§ **TASK ITEM**:
All records that follow are to be output exactly.

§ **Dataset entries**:

Start of Block

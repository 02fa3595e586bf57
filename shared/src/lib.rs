pub mod aggregation;
pub mod config;
pub mod error;
pub mod export;
pub mod models;
pub mod store;
pub mod validation;

#[cfg(any(test, feature = "test_utils"))]
pub mod test_utils;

End of Block

§ **EXERCISE RESPONSE**:
repository 02fa3595e586bf57
filename shared/src/lib.rs
pub mod aggregation;
pub mod config;
pub mod error;
pub mod export;
pub mod models;
pub mod store;
pub mod validation;

#[cfg(any(test, feature = "test_utils"))]
pub mod test_utils;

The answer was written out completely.